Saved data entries
-----
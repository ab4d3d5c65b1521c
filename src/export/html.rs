//! HTML export: the text of every input/output group with its result
//! rendered to a PNG image.

use std::path::Path;

use base64::Engine;

use super::escape::html_escape;
use crate::cell::{self, Cell};
use crate::config::{Configuration, FontStyle};
use crate::error::{MathviewError, Result};
use crate::render::bitmap::BitmapOut;
use crate::types::{CellId, CellType, TextStyle};
use crate::worksheet::Worksheet;

/// Where result images go.
#[derive(Debug, Clone, Copy, PartialEq, Eq, Default)]
pub enum HtmlImages {
    /// `img/<stem><n>.png` next to the page.
    #[default]
    Files,
    /// Base64 `data:` URIs inside the page.
    Inline,
}

/// A result image referenced by the page.
#[derive(Debug, Clone)]
pub struct HtmlImage {
    /// Path relative to the page, e.g. `img/session0.png`.
    pub name: String,
    pub png: Vec<u8>,
}

/// A rendered page and the image files it refers to.
#[derive(Debug, Clone, Default)]
pub struct HtmlDocument {
    pub html: String,
    /// Empty for [`HtmlImages::Inline`].
    pub images: Vec<HtmlImage>,
}

fn line(out: &mut String, text: &str) {
    out.push_str(text);
    out.push('\n');
}

fn css_rule(out: &mut String, selector: &str, color: Option<&str>, style: &FontStyle, underline: bool) {
    line(out, &format!("{selector} {{"));
    if let Some(color) = color.filter(|c| !c.is_empty()) {
        line(out, &format!("  color: {color};"));
    }
    if style.bold {
        line(out, "  font-weight: bold;");
    }
    if style.italic {
        line(out, "  font-style: italic;");
    }
    if underline && style.underlined {
        line(out, "  text-decoration: underline;");
    }
    line(out, "}");
}

fn write_head(out: &mut String, config: &Configuration) {
    let styles = config.styles();
    let input = styles.get(TextStyle::Input);
    let prompt = styles.get(TextStyle::MainPrompt);
    let body = styles.get(TextStyle::Default);

    line(
        out,
        "<!DOCTYPE HTML PUBLIC \"-//W3C//DTD HTML 4.01 Transitional//EN\" \"http://www.w3.org/TR/html4/loose.dtd\">",
    );
    line(out, "<HTML>");
    line(out, " <HEAD>");
    line(out, "  <TITLE>mathview HTML export</TITLE>");
    line(out, "  <META NAME=\"generator\" CONTENT=\"mathview\">");
    line(
        out,
        "  <META HTTP-EQUIV=\"Content-Type\" CONTENT=\"text/html; charset=utf-8\">",
    );
    line(out, "  <STYLE TYPE=\"text/css\">");
    line(out, "body {");
    if !styles.font_name.is_empty() {
        line(out, &format!("  font-family: {};", styles.font_name));
    }
    if !body.color.is_empty() {
        line(out, &format!("  color: {};", body.color));
    }
    line(out, "}");
    css_rule(out, ".input", Some(input.color.as_str()), &input, false);
    css_rule(out, ".prompt", Some(prompt.color.as_str()), &prompt, false);
    // Folded prompts keep the prompt color with the hidden-text font.
    css_rule(out, ".hidden", Some(prompt.color.as_str()), &styles.hidden, true);
    line(out, "  </STYLE>");
    line(out, " </HEAD>");
    line(out, " <BODY>");
}

fn plain(ws: &Worksheet, id: CellId, config: &Configuration) -> String {
    html_escape(cell::to_string(ws, id, config).trim_end())
}

fn type_of(ws: &Worksheet, id: Option<CellId>) -> Option<CellType> {
    id.and_then(|i| ws.get(i)).map(Cell::cell_type)
}

fn draw_next(ws: &Worksheet, id: CellId) -> Option<CellId> {
    ws.get(id).and_then(Cell::draw_next)
}

/// An input line with its leading spaces kept as `&nbsp;`.
fn input_line(text: &str) -> String {
    let trimmed = text.trim_start_matches(' ');
    let indent = text.len() - trimmed.len();
    format!("{}{}", "&nbsp;".repeat(indent), html_escape(trimmed.trim_end()))
}

/// Render `start..=end` in draw order to PNG bytes.
fn render_run(ws: &Worksheet, start: CellId, end: CellId, config: &Configuration) -> Result<Vec<u8>> {
    let mut bitmap = BitmapOut::new(1);
    if !bitmap.set_data(ws.copy_selection(start, end), config, None) {
        return Err(MathviewError::Export(format!("nothing to render for {start}..{end}")));
    }
    bitmap.to_png()
}

/// Build the page for `ws`. Image names use `stem` followed by a counter.
pub fn render_html(
    ws: &Worksheet,
    config: &Configuration,
    stem: &str,
    images: HtmlImages,
) -> Result<HtmlDocument> {
    let mut doc = HtmlDocument::default();
    let out = &mut doc.html;
    write_head(out, config);

    let mut tmp = ws.first();
    if tmp.is_some() && type_of(ws, tmp) != Some(CellType::MainPrompt) {
        line(out, "");
        line(out, " <P>");
        while let Some(id) = tmp.filter(|&i| type_of(ws, Some(i)) != Some(CellType::MainPrompt)) {
            line(out, &format!("   {}", plain(ws, id, config)));
            line(out, "   <BR/>");
            tmp = draw_next(ws, id);
        }
        line(out, " </P>");
    }
    line(out, "");

    let mut count = 0usize;
    while let Some(prompt) = tmp {
        line(out, "<!-- Input/output group -->");
        line(out, "");
        line(out, " <P>");
        let folded = ws.get(prompt).is_some_and(|c| !c.draw_next_is_next());
        line(
            out,
            if folded {
                "  <SPAN CLASS=\"hidden\">"
            } else {
                "  <SPAN CLASS=\"prompt\">"
            },
        );
        line(out, &format!("  {}", plain(ws, prompt, config)));
        line(out, "  </SPAN>");
        tmp = draw_next(ws, prompt);

        line(out, "  <SPAN CLASS=\"input\">");
        while let Some(id) = tmp.filter(|&i| type_of(ws, Some(i)) == Some(CellType::Input)) {
            let text = cell::to_string(ws, id, config);
            line(out, &format!("   {}", input_line(&text)));
            line(out, "   <BR>");
            tmp = draw_next(ws, id);
        }
        line(out, "  </SPAN>");

        // Commands terminated with `$` have no output.
        if type_of(ws, tmp) == Some(CellType::MainPrompt) {
            line(out, " </P>");
            line(out, "");
            continue;
        }

        if let Some(start) = tmp {
            let mut end = start;
            while let Some(next) = draw_next(ws, end)
                .filter(|&n| type_of(ws, Some(n)) != Some(CellType::MainPrompt))
            {
                end = next;
            }
            let png = render_run(ws, start, end, config)?;
            let name = format!("img/{stem}{count}.png");
            let src = match images {
                HtmlImages::Files => name.clone(),
                HtmlImages::Inline => format!(
                    "data:image/png;base64,{}",
                    base64::engine::general_purpose::STANDARD.encode(&png)
                ),
            };
            if images == HtmlImages::Files {
                doc.images.push(HtmlImage { name, png });
            }
            line(out, "  <BR>");
            line(out, &format!("  <IMG ALT=\"Result\" SRC=\"{src}\">"));
            count += 1;
            tmp = draw_next(ws, end);
        }
        line(out, " </P>");
        line(out, "");
    }

    line(out, " <HR>");
    line(
        out,
        " <SMALL> Created with mathview.</SMALL>",
    );
    line(out, "");
    line(out, " </BODY>");
    line(out, "</HTML>");
    tracing::debug!(groups = count, "rendered html");
    Ok(doc)
}

/// Write the page to `path` and its images under `img/` next to it.
pub fn write_html(
    ws: &Worksheet,
    config: &Configuration,
    path: &Path,
    images: HtmlImages,
) -> Result<()> {
    let stem = path
        .file_stem()
        .map(|s| s.to_string_lossy().into_owned())
        .unwrap_or_default();
    let dir = path.parent().unwrap_or_else(|| Path::new(""));
    let doc = render_html(ws, config, &stem, images)?;
    if !doc.images.is_empty() {
        std::fs::create_dir_all(dir.join("img"))?;
    }
    for image in &doc.images {
        std::fs::write(dir.join(&image.name), &image.png)?;
    }
    std::fs::write(path, doc.html)?;
    Ok(())
}

/// Export to an HTML file. Returns false if any file could not be written.
pub fn export_html(ws: &Worksheet, config: &Configuration, path: &Path, images: HtmlImages) -> bool {
    match write_html(ws, config, path, images) {
        Ok(()) => true,
        Err(e) => {
            tracing::warn!(path = %path.display(), error = %e, "html export failed");
            false
        }
    }
}

#[cfg(test)]
#[allow(clippy::unwrap_used, clippy::expect_used, clippy::panic)]
mod tests {
    use super::*;

    fn session() -> Worksheet {
        let mut ws = Worksheet::new();
        ws.append(Cell::text("Maxima 5 <header>", TextStyle::Default));
        ws.append(Cell::text("(%i1) ", TextStyle::MainPrompt));
        ws.append(Cell::text("  x+1;", TextStyle::Input));
        ws.append(Cell::text("(%o1) ", TextStyle::Label));
        ws.append(Cell::text("x", TextStyle::Variable));
        ws.append(Cell::text("(%i2) ", TextStyle::MainPrompt));
        ws.append(Cell::text("y:2$", TextStyle::Input));
        ws
    }

    #[test]
    fn test_page_structure() {
        let doc = render_html(&session(), &Configuration::default(), "s", HtmlImages::Files).unwrap();
        let html = &doc.html;
        assert!(html.starts_with("<!DOCTYPE HTML PUBLIC"));
        assert!(html.contains("   Maxima 5 &lt;header&gt;\n   <BR/>"));
        assert_eq!(html.matches("<!-- Input/output group -->").count(), 2);
        assert!(html.contains("   &nbsp;&nbsp;x+1;\n"));
        assert!(html.contains("<IMG ALT=\"Result\" SRC=\"img/s0.png\">"));
        assert!(!html.contains("s1.png"));
        assert!(html.trim_end().ends_with("</HTML>"));
        assert_eq!(doc.images.len(), 1);
        assert_eq!(doc.images[0].name, "img/s0.png");
        assert!(doc.images[0].png.starts_with(&[0x89, b'P', b'N', b'G']));
    }

    #[test]
    fn test_styles_follow_configuration() {
        let html = render_html(&session(), &Configuration::default(), "s", HtmlImages::Files)
            .unwrap()
            .html;
        assert!(html.contains(".input {\n  color: #0000FF;\n}"));
        assert!(html.contains("font-family: monospace;"));
        assert!(html.contains(".hidden {\n  color: #FF8080;\n  text-decoration: underline;\n}"));
    }

    #[test]
    fn test_folded_prompt_uses_hidden_class() {
        let mut ws = session();
        let prompt = ws.logical().nth(1).unwrap();
        ws.toggle_fold(prompt);
        let html = render_html(&ws, &Configuration::default(), "s", HtmlImages::Files)
            .unwrap()
            .html;
        assert!(html.contains("<SPAN CLASS=\"hidden\">"));
    }

    #[test]
    fn test_inline_images() {
        let doc = render_html(&session(), &Configuration::default(), "s", HtmlImages::Inline).unwrap();
        assert!(doc.images.is_empty());
        assert!(doc.html.contains("SRC=\"data:image/png;base64,iVBORw0KGgo"));
    }

    #[test]
    fn test_export_writes_files() {
        let dir = tempfile::tempdir().unwrap();
        let path = dir.path().join("session.html");
        assert!(export_html(&session(), &Configuration::default(), &path, HtmlImages::Files));
        assert!(path.exists());
        assert!(dir.path().join("img").join("session0.png").exists());
    }

    #[test]
    fn test_export_to_missing_directory_fails() {
        let dir = tempfile::tempdir().unwrap();
        let path = dir.path().join("missing").join("page.html");
        assert!(!export_html(&session(), &Configuration::default(), &path, HtmlImages::Inline));
    }
}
-----
◆ The problem
Start with the line above that contains "fn type_of(ws: &Worksheet, id: Option<CellId>)" and stop after the line that contains "end: CellId, config: &Configuration)". Output those lines exactly, and only those.

◆ Solution to the exercise
fn type_of(ws: &Worksheet, id: Option<CellId>) -> Option<CellType> {
    id.and_then(|i| ws.get(i)).map(Cell::cell_type)
}

fn draw_next(ws: &Worksheet, id: CellId) -> Option<CellId> {
    ws.get(id).and_then(Cell::draw_next)
}

/// An input line with its leading spaces kept as `&nbsp;`.
fn input_line(text: &str) -> String {
    let trimmed = text.trim_start_matches(' ');
    let indent = text.len() - trimmed.len();
    format!("{}{}", "&nbsp;".repeat(indent), html_escape(trimmed.trim_end()))
}

/// Render `start..=end` in draw order to PNG bytes.
fn render_run(ws: &Worksheet, start: CellId, end: CellId, config: &Configuration) -> Result<Vec<u8>> {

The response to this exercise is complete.